Non-disclosure – the failure by the insured or their agent to disclose a material fact or circumstance to the insurer before acceptance or renewal of the risk.
Period of risk/insurance – the period during which the insurer can incur liability under the terms of the policy.
Policyholder – the person in whose name the policy is issued. See also insured.
Policy – a document detailing the terms and conditions applicable to an insurance contract and constituting legal evidence of the agreement to insure. It is issued by an insurer or their representatives for the first period of risk. On renewal a new policy may not be issued although the same conditions would apply, and the current wording would be evidence by the renewal receipt.
Premium – the consideration paid for a contract of insurance, often paid monthly, quarterly or annually.

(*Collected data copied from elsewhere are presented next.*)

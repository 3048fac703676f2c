//! Lossless number storage and exact narrowing.
//!
//! Run with: cargo run --example numbers

use jsondoc::{from_str, Decimal, Error, Value};
use std::error::Error as StdError;

fn main() -> Result<(), Box<dyn StdError>> {
    let doc = from_str(
        r#"{
            "small": 300,
            "huge": 123456789012345678901234567890,
            "price": 19.990,
            "ratio": 0.1,
            "integral": 4.0
        }"#,
    )?;

    // Scale and magnitude survive the round trip
    println!("Round trip: {}\n", doc);

    let obj = doc.as_object().ok_or("expected an object")?;
    let small = obj.get("small").ok_or("missing 'small'")?;

    println!("Narrowing 300:");
    report("i8", small.to_number::<i8>());
    report("u8", small.to_number::<u8>());
    report("i16", small.to_number::<i16>());
    report("f32", small.to_number::<f32>());

    if let Some(huge) = obj.get("huge") {
        println!("\nNarrowing a 30-digit integer:");
        report("u128", huge.to_number::<u128>());
        println!("  BigInt -> {}", huge.as_integer().ok_or("not an integer")?);
    }

    if let Some(price) = obj.get("price").and_then(Value::as_decimal) {
        println!("\nDecimal 'price': unscaled {}, scale {}", price.unscaled(), price.scale());
        let same: Decimal = "19.99".parse()?;
        println!("  equal to 19.99: {}", *price == same);
    }

    println!("\nFloat reads:");
    for key in ["ratio", "integral"] {
        if let Some(value) = obj.get(key) {
            report(key, value.to_number::<f64>());
        }
    }
    report("integral as i32", obj.get("integral").map_or(Ok(0), |v| v.to_number::<i32>()));

    Ok(())
}

fn report<T: std::fmt::Display>(target: &str, result: Result<T, Error>) {
    match result {
        Ok(v) => println!("  {} -> {}", target, v),
        Err(e) => println!("  {} -> error: {}", target, e),
    }
}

Premium tax – see Insurance premium tax.
Product liability insurance – insurance that covers against any claims for compensation for injury or damage caused by your products.

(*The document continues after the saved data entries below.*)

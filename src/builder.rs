//! Conditional construction combinators.
//!
//! Documents with optional parts usually need `if` blocks between insertions.
//! The combinators here fold the condition into the call, so a whole document
//! can be written as one chain:
//!
//! ```rust
//! use jsondoc::{Object, With};
//!
//! let verbose = false;
//! let nickname: Option<&str> = None;
//!
//! let mut user = Object::new();
//! user.set("name", "Alice")
//!     .set_if(nickname.is_some(), "nickname", nickname)
//!     .set_if_with(verbose, "stats", || expensive_stats())
//!     .with(|obj| {
//!         obj.set("active", true);
//!     });
//!
//! assert_eq!(user.to_string(), r#"{"name":"Alice","active":true}"#);
//! # fn expensive_stats() -> i32 { unreachable!() }
//! ```
//!
//! Every combinator either commits its effect immediately or does nothing.
//! Suppliers passed to the `*_with` family run at most once, and only when the
//! condition holds.

use crate::{Array, Object, Value};

/// Scoped blocks over a container, for grouping related insertions.
pub trait With {
    /// Runs `block` against `self`.
    fn with<F: FnOnce(&mut Self)>(&mut self, block: F) -> &mut Self {
        block(self);
        self
    }

    /// Runs `block` against `self` only when `condition` holds.
    fn with_if<F: FnOnce(&mut Self)>(&mut self, condition: bool, block: F) -> &mut Self {
        if condition {
            block(self);
        }
        self
    }
}

impl With for Array {}

impl With for Object {}

impl Array {
    /// Appends `value` when `condition` holds.
    pub fn add_if(&mut self, condition: bool, value: impl Into<Value>) -> &mut Self {
        if condition {
            self.add(value);
        }
        self
    }

    /// Appends a `null` when `condition` holds.
    pub fn add_null_if(&mut self, condition: bool) -> &mut Self {
        self.add_if(condition, Value::Null)
    }

    /// Appends the value produced by `supplier` when `condition` holds.
    ///
    /// # Examples
    ///
    /// ```rust
    /// use jsondoc::Array;
    ///
    /// let mut calls = 0;
    /// let mut arr = Array::new();
    /// arr.add_if_with(false, || { calls += 1; 1 });
    /// assert_eq!(arr.len(), 0);
    /// arr.add_if_with(true, || { calls += 1; 2 });
    /// assert_eq!(arr.len(), 1);
    /// assert_eq!(calls, 1);
    /// ```
    pub fn add_if_with<V, F>(&mut self, condition: bool, supplier: F) -> &mut Self
    where
        V: Into<Value>,
        F: FnOnce() -> V,
    {
        if condition {
            self.add(supplier());
        }
        self
    }

    /// Appends every value of `values` when `condition` holds.
    pub fn append_if<I>(&mut self, condition: bool, values: I) -> &mut Self
    where
        I: IntoIterator,
        I::Item: Into<Value>,
    {
        if condition {
            self.append(values);
        }
        self
    }
}

impl Object {
    /// Sets `key` to `value` when `condition` holds.
    pub fn set_if(
        &mut self,
        condition: bool,
        key: impl Into<String>,
        value: impl Into<Value>,
    ) -> &mut Self {
        if condition {
            self.set(key, value);
        }
        self
    }

    pub fn set_null_if(&mut self, condition: bool, key: impl Into<String>) -> &mut Self {
        self.set_if(condition, key, Value::Null)
    }

    /// Sets `key` to the value produced by `supplier` when `condition` holds.
    pub fn set_if_with<V, F>(
        &mut self,
        condition: bool,
        key: impl Into<String>,
        supplier: F,
    ) -> &mut Self
    where
        V: Into<Value>,
        F: FnOnce() -> V,
    {
        if condition {
            self.set(key, supplier());
        }
        self
    }
}
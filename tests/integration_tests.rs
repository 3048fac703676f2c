use jsondoc::{
    from_reader, from_slice, from_str, json, to_string, to_string_pretty, to_value, to_writer,
    Array, Error, JsonOptions, Object, Value, ValueType,
};
use serde::Serialize;

#[derive(Serialize)]
struct Product {
    sku: String,
    price: f64,
    quantity: u32,
}

#[derive(Serialize)]
struct Order {
    order_id: u32,
    items: Vec<Product>,
    note: Option<String>,
}

#[test]
fn test_nested_document_roundtrip() {
    let text = r#"{
        "order": 12345,
        "customer": {"name": "Alice", "vip": true},
        "items": [
            {"sku": "WIDGET-001", "price": 29.99, "qty": 2},
            {"sku": "GADGET-002", "price": 49.990, "qty": 1}
        ],
        "coupon": null
    }"#;

    let value = from_str(text).unwrap();
    let minified = to_string(&value);
    assert_eq!(
        minified,
        r#"{"order":12345,"customer":{"name":"Alice","vip":true},"items":[{"sku":"WIDGET-001","price":29.99,"qty":2},{"sku":"GADGET-002","price":49.990,"qty":1}],"coupon":null}"#
    );

    assert_eq!(from_str(&minified).unwrap(), value);
    assert_eq!(from_str(&to_string_pretty(&value)).unwrap(), value);
}

#[test]
fn test_rendering_is_idempotent() {
    let value = json!({"a": [1, 2.50, {"b": null}], "c": "d\"e"});
    let once = to_string(&value);
    let twice = to_string(&from_str(&once).unwrap());
    assert_eq!(once, twice);

    let once = to_string_pretty(&value);
    let twice = to_string_pretty(&from_str(&once).unwrap());
    assert_eq!(once, twice);
}

#[test]
fn test_pretty_layout() {
    let value = json!({"name": "x", "list": [1, []], "obj": {}});
    assert_eq!(
        to_string_pretty(&value),
        "{\n  \"name\": \"x\",\n  \"list\": [\n    1,\n    []\n  ],\n  \"obj\": {}\n}"
    );
}

#[test]
fn test_overwrite_preserves_position() {
    let mut value = from_str(r#"{"a": 1, "b": 2, "c": 3}"#).unwrap();
    value.as_object_mut().unwrap().set("b", "x");
    assert_eq!(to_string(&value), r#"{"a":1,"b":"x","c":3}"#);
}

#[test]
fn test_array_contains_cross_variant() {
    let value = from_str("[3.0, 4, \"5\"]").unwrap();
    let arr = value.as_array().unwrap();
    assert!(arr.contains(&3));
    assert!(arr.contains(&4.0));
    assert!(!arr.contains(&5));
    assert!(arr.contains("5"));
}

#[test]
fn test_array_bounds() {
    let empty = Array::new();
    assert_eq!(
        empty.get(0).unwrap_err(),
        Error::IndexOutOfRange { index: 0, len: 0 }
    );

    let value = from_str("[1, 2, 3]").unwrap();
    let arr = value.as_array().unwrap();
    assert!(matches!(
        arr.get(3),
        Err(Error::IndexOutOfRange { index: 3, len: 3 })
    ));
    assert!(matches!(
        arr.get(usize::MAX),
        Err(Error::IndexOutOfRange { .. })
    ));
}

#[test]
fn test_malformed_inputs() {
    for input in ["", "[", "{\"a\"}", "[1 2]", "tru", "\"abc", "{1: 2}", "[01]"] {
        match from_str(input) {
            Err(Error::Malformed { line, column, .. }) => {
                assert!(line >= 1 && column >= 1, "bad position for {:?}", input);
            }
            other => panic!("expected malformed for {:?}, got {:?}", input, other),
        }
    }
}

#[test]
fn test_custom_depth_limit() {
    let options = JsonOptions::new().with_max_depth(2);
    assert!(jsondoc::de::parse_str("[[1]]", &options).is_ok());
    assert!(jsondoc::de::parse_str("[[[1]]]", &options).is_err());
}

#[test]
fn test_from_slice_reader_writer() {
    let bytes = br#"{"k": [true, false]}"#;
    let a = from_slice(bytes).unwrap();
    let b = from_reader(&bytes[..]).unwrap();
    assert_eq!(a, b);

    let mut out = Vec::new();
    to_writer(&mut out, &a).unwrap();
    assert_eq!(String::from_utf8(out).unwrap(), r#"{"k":[true,false]}"#);

    assert!(matches!(
        from_slice(b"[\"\xc3\"]"),
        Err(Error::Malformed { offset: 2, .. })
    ));
}

#[test]
fn test_to_value_from_struct() {
    let order = Order {
        order_id: 7,
        items: vec![Product {
            sku: "A".to_string(),
            price: 9.99,
            quantity: 3,
        }],
        note: None,
    };

    let value = to_value(&order).unwrap();
    assert_eq!(
        to_string(&value),
        r#"{"order_id":7,"items":[{"sku":"A","price":9.99,"quantity":3}],"note":null}"#
    );
    let price = value.as_object().unwrap().get("items").unwrap().as_array().unwrap();
    let price = price.get(0).unwrap().as_object().unwrap().get("price").unwrap();
    assert_eq!(price.to_number::<f64>().unwrap(), 9.99);
}

#[test]
fn test_serde_json_interop() {
    let value = json!({"a": [1, 2.5, null], "b": "text", "c": true});
    let via_serde_json = serde_json::to_string(&value).unwrap();
    assert_eq!(via_serde_json, r#"{"a":[1,2.5,null],"b":"text","c":true}"#);

    let back: Value = serde_json::from_str(&via_serde_json).unwrap();
    assert_eq!(back, value);
}

#[test]
fn test_serde_rejects_numbers_without_exact_form() {
    let precise = from_str("[0.1000000000000000000001]").unwrap();
    let err = serde_json::to_string(&precise).unwrap_err();
    assert!(err.to_string().contains("0.1000000000000000000001"));

    let wide = from_str("123456789012345678901234567890123456789012").unwrap();
    let err = serde_json::to_string(&wide).unwrap_err();
    assert!(err
        .to_string()
        .contains("123456789012345678901234567890123456789012"));

    let fits = from_str("[340282366920938463463374607431768211455, 0.1]").unwrap();
    assert_eq!(
        serde_json::to_string(&fits).unwrap(),
        "[340282366920938463463374607431768211455,0.1]"
    );
}

#[test]
fn test_value_type_tags() {
    let value = from_str(r#"[null, true, "s", 1, 1.0, [], {}]"#).unwrap();
    let tags: Vec<ValueType> = value
        .as_array()
        .unwrap()
        .iter()
        .map(Value::value_type)
        .collect();
    assert_eq!(
        tags,
        vec![
            ValueType::Null,
            ValueType::Boolean,
            ValueType::String,
            ValueType::Integer,
            ValueType::Decimal,
            ValueType::Array,
            ValueType::Object,
        ]
    );
}

#[test]
fn test_binary_strings() {
    let value = Value::from_binary(&[0xde, 0xad, 0xbe, 0xef]);
    assert_eq!(to_string(&value), r#""deadbeef""#);
    let parsed = from_str(r#""DEADBEEF""#).unwrap();
    assert_eq!(parsed.binary_value().unwrap(), vec![0xde, 0xad, 0xbe, 0xef]);
    assert_eq!(
        from_str(r#""zz""#).unwrap().binary_value(),
        Err(Error::NonBinaryString)
    );
}

#[test]
fn test_object_iteration_order() {
    let mut obj = Object::new();
    for key in ["zeta", "alpha", "mid"] {
        obj.set(key, key.len());
    }
    let keys: Vec<&str> = obj.keys().map(String::as_str).collect();
    assert_eq!(keys, ["zeta", "alpha", "mid"]);
    let value = Value::from(obj);
    assert_eq!(to_string(&value), r#"{"zeta":4,"alpha":5,"mid":3}"#);
}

Professional indemnity insurance – insurance that indemnifies a professional against their legal liability towards third parties for loss arising from their professional negligence or that of their employees.

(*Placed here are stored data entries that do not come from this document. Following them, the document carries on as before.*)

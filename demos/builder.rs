//! Building a document with conditional combinators.
//!
//! Run with: cargo run --example builder

use jsondoc::{Array, Object, With};

struct Deployment {
    service: &'static str,
    replicas: u32,
    region: Option<&'static str>,
    canary: bool,
    env: Vec<(&'static str, &'static str)>,
}

fn describe(deploy: &Deployment) -> Object {
    let mut doc = Object::new();
    doc.set("service", deploy.service)
        .set("replicas", deploy.replicas)
        .set_if(deploy.region.is_some(), "region", deploy.region)
        .set_null_if(deploy.region.is_none(), "region_pending")
        // Only computed for canary rollouts
        .set_if_with(deploy.canary, "canary", || {
            let mut canary = Object::new();
            canary.set("weight", 0.05).set("steps", vec![5, 25, 100]);
            canary
        })
        .with_if(!deploy.env.is_empty(), |obj| {
            let mut env = Object::new();
            for (k, v) in &deploy.env {
                env.set(*k, *v);
            }
            obj.set("env", env);
        });
    doc
}

fn main() {
    let full = Deployment {
        service: "api",
        replicas: 3,
        region: Some("eu-west-1"),
        canary: true,
        env: vec![("LOG_LEVEL", "debug"), ("PORT", "8080")],
    };
    let minimal = Deployment {
        service: "worker",
        replicas: 1,
        region: None,
        canary: false,
        env: vec![],
    };

    let mut all = Array::new();
    all.add(describe(&full))
        .add(describe(&minimal))
        .add_null_if(false);

    println!("{}", jsondoc::to_string_pretty(&all.into()));
}
//! # jsondoc
//!
//! An in-memory JSON document model with lossless numbers, exact narrowing to
//! native numeric types and a fluent, conditional construction API.
//!
//! ## Key Features
//!
//! - **Closed value model**: [`Value`] has exactly seven variants, including
//!   distinct integer and decimal variants
//! - **Lossless numbers**: integers are [`BigInt`](num_bigint::BigInt),
//!   decimals are [`Decimal`] with their scale preserved
//! - **Exact narrowing**: reading `300` as `u8` is an error, never a wraparound
//! - **Conditional builders**: `add_if`, `set_if_with` and friends replace
//!   `if` blocks between insertions
//! - **Provider boundary**: parsing and rendering sit behind
//!   [`DocumentProvider`](provider::DocumentProvider), resolved explicitly
//!   from a [`Registry`](provider::Registry)
//!
//! ## Quick Start
//!
//! Add this to your `Cargo.toml`:
//!
//! ```toml
//! [dependencies]
//! jsondoc = "0.1"
//! ```
//!
//! ### Parsing and Reading
//!
//! ```rust
//! use jsondoc::{from_str, Error};
//!
//! let doc = from_str(r#"{"id": 300, "price": 19.990, "tags": ["a", "b"]}"#).unwrap();
//! let obj = doc.as_object().unwrap();
//!
//! assert_eq!(obj.get("id").unwrap().to_number::<u16>().unwrap(), 300);
//! assert!(matches!(
//!     obj.get("id").unwrap().to_number::<u8>(),
//!     Err(Error::PrecisionLoss { target: "u8", .. })
//! ));
//!
//! // The decimal keeps its scale through a round trip
//! assert_eq!(doc.to_json_string(), r#"{"id":300,"price":19.990,"tags":["a","b"]}"#);
//! ```
//!
//! ### Building Documents
//!
//! ```rust
//! use jsondoc::{Array, Object};
//!
//! let admin = false;
//! let mut user = Object::new();
//! user.set("name", "Alice")
//!     .set_if(admin, "role", "admin")
//!     .set("scores", {
//!         let mut scores = Array::new();
//!         scores.add(1).add(2.5).add_null_if(true);
//!         scores
//!     });
//!
//! assert_eq!(user.to_string(), r#"{"name":"Alice","scores":[1,2.5,null]}"#);
//! ```
//!
//! ### Dynamic Values with json! Macro
//!
//! ```rust
//! use jsondoc::{json, Value};
//!
//! let data = json!({
//!     "name": "Alice",
//!     "age": 30,
//!     "tags": ["rust", "json"]
//! });
//!
//! if let Value::Object(obj) = &data {
//!     assert_eq!(obj.get("name").and_then(|v| v.as_str()), Some("Alice"));
//! }
//! ```
//!
//! ## Safety Guarantees
//!
//! - No `unsafe` code blocks
//! - All array indexing is bounds-checked and reported as [`Error::IndexOutOfRange`]
//! - Value trees are acyclic by ownership
//!
//! ## Demos
//!
//! See the `demos/` directory:
//!
//! - **`builder.rs`** - Conditional construction of a document
//! - **`numbers.rs`** - Lossless storage and exact narrowing
//! - **`providers.rs`** - Resolving a provider and threading the handle
//!
//! Run any demo with: `cargo run --example <name>`

pub mod array;
pub mod builder;
pub mod de;
pub mod decimal;
pub mod error;
pub mod format;
pub mod macros;
pub mod number;
pub mod object;
pub mod options;
pub mod provider;
pub mod ser;
pub mod value;

pub use array::Array;
pub use builder::With;
pub use de::Parser;
pub use decimal::Decimal;
pub use error::{Error, Result};
pub use number::{FromNumeric, Numeric};
pub use object::Object;
pub use options::JsonOptions;
pub use ser::{to_string_with_options, to_value, Serializer, ValueSerializer};
pub use value::{Value, ValueType};

use std::io;

/// Renders a value as minified JSON text.
///
/// # Examples
///
/// ```rust
/// use jsondoc::{json, to_string};
///
/// assert_eq!(to_string(&json!([1, "a", null])), r#"[1,"a",null]"#);
/// ```
#[must_use]
pub fn to_string(value: &Value) -> String {
    to_string_with_options(value, &JsonOptions::new())
}

/// Renders a value as JSON text indented by two spaces per level.
#[must_use]
pub fn to_string_pretty(value: &Value) -> String {
    to_string_with_options(value, &JsonOptions::pretty())
}

/// Writes a value as minified JSON text to a writer.
///
/// # Errors
///
/// Returns [`Error::Io`] if writing to the writer fails.
pub fn to_writer<W>(mut writer: W, value: &Value) -> Result<()>
where
    W: io::Write,
{
    writer.write_all(to_string(value).as_bytes())?;
    Ok(())
}

/// Parses a JSON document from a string.
///
/// # Examples
///
/// ```rust
/// use jsondoc::from_str;
///
/// let value = from_str("[1, 2.0]").unwrap();
/// let arr = value.as_array().unwrap();
/// assert!(arr.get(0).unwrap().is_integer());
/// assert!(arr.get(1).unwrap().is_decimal());
/// ```
///
/// # Errors
///
/// Returns [`Error::Malformed`] with line, column and byte offset if the input
/// is not exactly one JSON document.
pub fn from_str(s: &str) -> Result<Value> {
    de::parse_str(s, &JsonOptions::default())
}

/// Parses a JSON document from UTF-8 bytes.
///
/// # Errors
///
/// Returns [`Error::Malformed`] if the bytes are not valid UTF-8 or not a
/// valid JSON document.
pub fn from_slice(v: &[u8]) -> Result<Value> {
    de::parse_slice(v, &JsonOptions::default())
}

/// Reads an I/O stream to the end and parses it as one JSON document.
///
/// # Examples
///
/// ```rust
/// use jsondoc::from_reader;
/// use std::io::Cursor;
///
/// let value = from_reader(Cursor::new(b"{\"ok\": true}")).unwrap();
/// assert_eq!(value.as_object().unwrap().get("ok").unwrap(), true);
/// ```
///
/// # Errors
///
/// Returns [`Error::Io`] if reading fails and [`Error::Malformed`] for invalid
/// input.
pub fn from_reader<R>(mut reader: R) -> Result<Value>
where
    R: io::Read,
{
    let mut bytes = Vec::new();
    reader.read_to_end(&mut bytes)?;
    from_slice(&bytes)
}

Proposal form – document completed by a prospective insured, giving details required by insurers to enable them to decide whether to accept the risk and on what premium terms and conditions. Once agreed by both parties, it forms the basis of the insurance contract.
Pro-rata premium – charge for a number of days a risk is covered, calculated as a precise fraction of the annual premium.
Public liability insurance – insurance that indemnifies against any claims for injury or damage by members of the public to their property by you or your business.
Quote – a statement by an insurer of the premium terms and conditions they will require for a particular insurance.
Renewal – continuation of a policy for a further term, on payment of a fresh premium.
Return premium – a premium payable back to the insured as a result of a change in policy cover or declaration adjustment to reflect reduced exposure or sums insured.
Risk management – the identification, measurement and economic control of risks that threaten the assets of a business or other enterprise.
Risk – in insurance, this is the probability of an insured loss occurring.
Schedule – policy section setting out the main details of the insured, their business activities, the period of cover the application of any special terms or restrictions, together with other details specific to the particular insurance and premium.
Statute law – otherwise known as Acts of Parliament, which may create entirely new law, over-rule, modify, or extend existing principles of common law or repeal or modify existing statute law.
Subject to survey – phrase used by an insurer to signify provisional acceptance of a risk pending inspection by a surveyor whose report is then part of the assessment of that risk. The insurer reserves the right to vary or withdraw any offer as a result of the survey. The insurer may also impose specific requirements or make recommendations for risk improvement.
Subrogation – insurer’s right to pursue action in the insured’s name against the party considered legally liable for the loss or damage.
Third party liability – liability of the insured to a person or persons who are not directly involved in the insurance contract.
Third party – person who is injured or whose property is damaged by the policyholder (the first party). The second party is the insurer.
Underwriter – a person who accepts business on behalf of an insurer.
Utmost good faith – duty placed on both parties to an insurance contract. The insured has to disclose material facts while insurers have to act reasonably and communicate clearly.
Warranty – a condition which goes with a policy and must be strictly complied with for a claim to be paid under the policy for example, use of a hot work permit.